*** Opening RECORDS FOR THE TASK ***

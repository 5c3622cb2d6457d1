use crate::Result;

/// Initialize logging/tracing for a bokkichat process.
///
/// Default: info for our crates, warn for everything else.
/// Can be overridden with `RUST_LOG`. Calling this more than once keeps the
/// first subscriber.
pub fn init(service_name: &str) -> Result<()> {
    use tracing_subscriber::{fmt, EnvFilter};

    let filter = EnvFilter::try_from_default_env().unwrap_or_else(|_| {
        EnvFilter::new(format!(
            "warn,bokkichat=info,bokkichat_core=info,bokkichat_telegram=info,bokkichat_mtproto=info,{}=info",
            service_name.replace('-', "_")
        ))
    });

    let _ = fmt()
        .with_env_filter(filter)
        .with_target(false)
        .with_ansi(true)
        .try_init();

    Ok(())
}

*** Closing RECORDS FOR THE TASK ***

• EXERCISE OBJECTIVE: If a line in the data holds the string "EnvFilter", copy that line.

• RESPONSE AREA:
    use tracing_subscriber::{fmt, EnvFilter};
    let filter = EnvFilter::try_from_default_env().unwrap_or_else(|_| {
        EnvFilter::new(format!(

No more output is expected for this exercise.